Figure 1. Overview of short-read sequencing technologies.

a) In short-read sequencing by Illumina, DNA fragments (yellow and purple) are ligated to adapters (blue and aqua) that contain unique molecular identifiers as well as sequences complementary to the oligonucleotides that are attached to the surface of a flow cell. The modified DNA is loaded onto a flow cell, and the adapters from the modified DNA hybridize to the oligonucleotides that coat the surface of the flow cell. Once the fragments have attached, cluster generation begins, where thousands of copies of each fragment are generated through a process known as bridge amplification. In this process, the strand folds over, and the adapter on the end of the molecule hybridizes to another oligonucleotide in the flow cell. A polymerase incorporates nucleotides to build double-stranded bridges of the DNA molecules, which are subsequently denatured to leave single-stranded DNA fragments tethered to the flow cell.

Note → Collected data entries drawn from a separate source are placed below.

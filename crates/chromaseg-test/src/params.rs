//! Per-test bookkeeping

use crate::error::{TestError, TestResult};
use crate::{golden_dir, regout_dir};
use chromaseg_core::{Pix, logger};
use chromaseg_io::ImageFormat;
use std::fs;
use std::path::{Path, PathBuf};

/// What happens to files written by a test
#[derive(Debug, Clone, Copy, PartialEq, Eq, Default)]
pub enum RegTestMode {
    /// Outputs become the new golden copies
    Generate,
    #[default]
    Compare,
    /// Outputs stay in the regout directory, nothing is compared
    Display,
}

impl RegTestMode {
    pub fn from_env() -> Self {
        Self::parse(&std::env::var("REGTEST_MODE").unwrap_or_default())
    }

    /// Case-insensitive; unknown names fall back to `Compare`.
    pub fn parse(name: &str) -> Self {
        if name.eq_ignore_ascii_case("generate") {
            Self::Generate
        } else if name.eq_ignore_ascii_case("display") {
            Self::Display
        } else {
            Self::Compare
        }
    }
}

/// Numbered checks of one `*_reg` test
///
/// A failing check is logged and remembered; the test carries on so that
/// [`RegParams::cleanup`] can list every failure at once.
pub struct RegParams {
    pub test_name: String,
    pub mode: RegTestMode,
    index: usize,
    failures: Vec<String>,
}

impl RegParams {
    /// Open a test named `test_name`.
    ///
    /// Makes sure the golden and regout directories exist and hooks up the
    /// stderr logger when `REGTEST_LOG` holds a level name.
    pub fn new(test_name: &str) -> Self {
        let mode = RegTestMode::from_env();
        for dir in [golden_dir(), regout_dir()] {
            let _ = fs::create_dir_all(dir);
        }
        let level = std::env::var("REGTEST_LOG")
            .ok()
            .and_then(|v| logger::parse_level(&v));
        if let Some(level) = level {
            let _ = logger::init_with_level(level);
        }
        eprintln!("\n--- {}_reg, {:?} mode ---", test_name, mode);

        Self {
            test_name: test_name.to_string(),
            mode,
            index: 0,
            failures: Vec::new(),
        }
    }

    /// Number of checks run so far
    pub fn index(&self) -> usize {
        self.index
    }

    pub fn display(&self) -> bool {
        self.mode == RegTestMode::Display
    }

    /// Count one check and remember it when `detail` is present.
    fn record(&mut self, detail: Option<String>) -> bool {
        self.index += 1;
        match detail {
            None => true,
            Some(detail) => {
                let line = format!("{}_reg #{}: {}", self.test_name, self.index, detail);
                eprintln!("{}", line);
                self.failures.push(line);
                false
            }
        }
    }

    /// `actual` must lie within `delta` of `expected`; NaN never does.
    pub fn compare_values(&mut self, expected: f64, actual: f64, delta: f64) -> bool {
        let diff = (expected - actual).abs();
        let within = diff <= delta;
        let detail = (!within).then(|| {
            format!(
                "wanted {} +/- {}, got {} (off by {})",
                expected, delta, actual, diff
            )
        });
        self.record(detail)
    }

    pub fn check(&mut self, ok: bool, what: &str) -> bool {
        self.record((!ok).then(|| format!("not true: {}", what)))
    }

    /// Images must agree in size, depth and every pixel.
    pub fn compare_pix(&mut self, pix1: &Pix, pix2: &Pix) -> bool {
        self.record(first_difference(pix1, pix2))
    }

    /// Save `pix` under the regout directory, then handle it per mode.
    ///
    /// Compare mode decodes both files when their bytes differ, so two
    /// encodings of the same pixels still match.
    pub fn write_pix_and_check(&mut self, pix: &Pix, format: ImageFormat) -> TestResult<()> {
        let number = self.index + 1;
        let out = self.numbered(&regout_dir(), "", number, format.extension());
        chromaseg_io::write_image(pix, &out, format).map_err(|e| TestError::ImageWrite {
            path: out.display().to_string(),
            message: e.to_string(),
        })?;

        let golden = self.numbered(&golden_dir(), "_golden", number, format.extension());
        let detail = match self.mode {
            RegTestMode::Display => None,
            RegTestMode::Generate => {
                fs::copy(&out, &golden)?;
                eprintln!("wrote golden {}", golden.display());
                None
            }
            RegTestMode::Compare if !golden.exists() => {
                Some(format!("no golden file at {}", golden.display()))
            }
            RegTestMode::Compare => (fs::read(&out)? != fs::read(&golden)?
                && !same_pixels(&out, &golden))
            .then(|| format!("{} does not match {}", out.display(), golden.display())),
        };
        self.record(detail);
        Ok(())
    }

    fn numbered(&self, dir: &str, tag: &str, number: usize, ext: &str) -> PathBuf {
        Path::new(dir).join(format!("{}{}.{:02}.{}", self.test_name, tag, number, ext))
    }

    /// Print the summary; true when no check failed.
    pub fn cleanup(self) -> bool {
        if self.failures.is_empty() {
            eprintln!("{}_reg passed {} checks\n", self.test_name, self.index);
            return true;
        }
        eprintln!(
            "{}_reg failed {} of {} checks:",
            self.test_name,
            self.failures.len(),
            self.index
        );
        for line in &self.failures {
            eprintln!("    {}", line);
        }
        eprintln!();
        false
    }

    pub fn is_success(&self) -> bool {
        self.failures.is_empty()
    }

    pub fn failures(&self) -> &[String] {
        &self.failures
    }
}

fn first_difference(pix1: &Pix, pix2: &Pix) -> Option<String> {
    let shape = |p: &Pix| (p.width(), p.height(), p.depth().bits());
    if shape(pix1) != shape(pix2) {
        return Some(format!(
            "shapes differ: {:?} vs {:?} (width, height, bpp)",
            shape(pix1),
            shape(pix2)
        ));
    }
    (0..pix1.height()).find_map(|y| {
        let (row1, row2) = (pix1.row_data(y), pix2.row_data(y));
        row1.iter().zip(row2).position(|(a, b)| a != b).map(|x| {
            format!(
                "pixels differ at ({}, {}): {:#010x} vs {:#010x}",
                x, y, row1[x], row2[x]
            )
        })
    })
}

fn same_pixels(path1: &Path, path2: &Path) -> bool {
    match (chromaseg_io::read_image(path1), chromaseg_io::read_image(path2)) {
        (Ok(a), Ok(b)) => first_difference(&a, &b).is_none(),
        _ => false,
    }
}

#[cfg(test)]
mod tests {
    use super::*;
    use chromaseg_core::Color;

    #[test]
    fn test_mode_parse() {
        assert_eq!(RegTestMode::parse("generate"), RegTestMode::Generate);
        assert_eq!(RegTestMode::parse("DISPLAY"), RegTestMode::Display);
        assert_eq!(RegTestMode::parse(""), RegTestMode::Compare);
        assert_eq!(RegTestMode::parse("bogus"), RegTestMode::Compare);
    }

    #[test]
    fn test_compare_values() {
        let mut rp = RegParams::new("params");
        assert!(rp.compare_values(100.0, 100.5, 1.0));
        assert!(rp.is_success());
        assert!(!rp.compare_values(1.0, f64::NAN, 1.0));
        assert!(!rp.compare_values(100.0, 200.0, 0.0));
        assert_eq!(rp.failures().len(), 2);
        assert_eq!(rp.index(), 3);
    }

    #[test]
    fn test_compare_pix() {
        let mut rp = RegParams::new("params");
        let a = Pix::new_filled(4, 3, Color::RED).unwrap();
        let copy: Pix = a.to_mut().into();
        assert!(rp.compare_pix(&a, &copy));
        let mut bm = a.to_mut();
        bm.set_rgb(2, 1, 0, 0, 0).unwrap();
        let b: Pix = bm.into();
        assert!(!rp.compare_pix(&a, &b));
        assert!(rp.failures()[0].contains("(2, 1)"));
        let c = Pix::new_filled(3, 4, Color::RED).unwrap();
        assert!(!rp.compare_pix(&a, &c));
        assert_eq!(rp.failures().len(), 2);
    }

    #[test]
    fn test_check_numbers_failures() {
        let mut rp = RegParams::new("params");
        rp.check(true, "fine");
        rp.check(false, "broken");
        assert!(rp.failures()[0].contains("#2"));
        assert!(!rp.cleanup());
    }
}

This process is repeated over and over, generating several million dense clusters of double-stranded DNA. After bridge amplification, the reverse DNA strands are cleaved and washed away, leaving only the forward strands. Then, sequencing by synthesis begins, in which fluorescently labeled deoxyribonucleotide triphosphates (dNTPs) are incorporated into the newly synthesized DNA strand at each cycle. After incorporation, a laser excites the fluorophore on the strand, which emits a characteristic fluorescence emission signal that corresponds to the base. b) In Hi-C sequencing, nuclear chromatin is crosslinked with formaldehyde, which covalently bonds protein-DNA complexes in close proximity to each other. Crosslinked chromatin is digested with a restriction enzyme or nuclease, and single-stranded DNA overhangs are filled in and repaired with biotin-linked nucleotides before religating the DNA. Chemical crosslinks are reversed, proteins degraded, and the purified DNA is nonspecifically sheared (for example, by sonication). Biotin-labeled DNA is pulled down with streptavidin-conjugated beads and paired-end sequenced to reveal the junctions between two DNA loci (light and dark blue). Because the contact frequency between pairs of loci strongly correlates with distance, the majority of sequenced junctions encompass two loci from the same chromosome. As a result, Hi-C data can be used to provide linkage information between pairs of loci tens of megabases apart on a single chromosome (as shown in the contact map).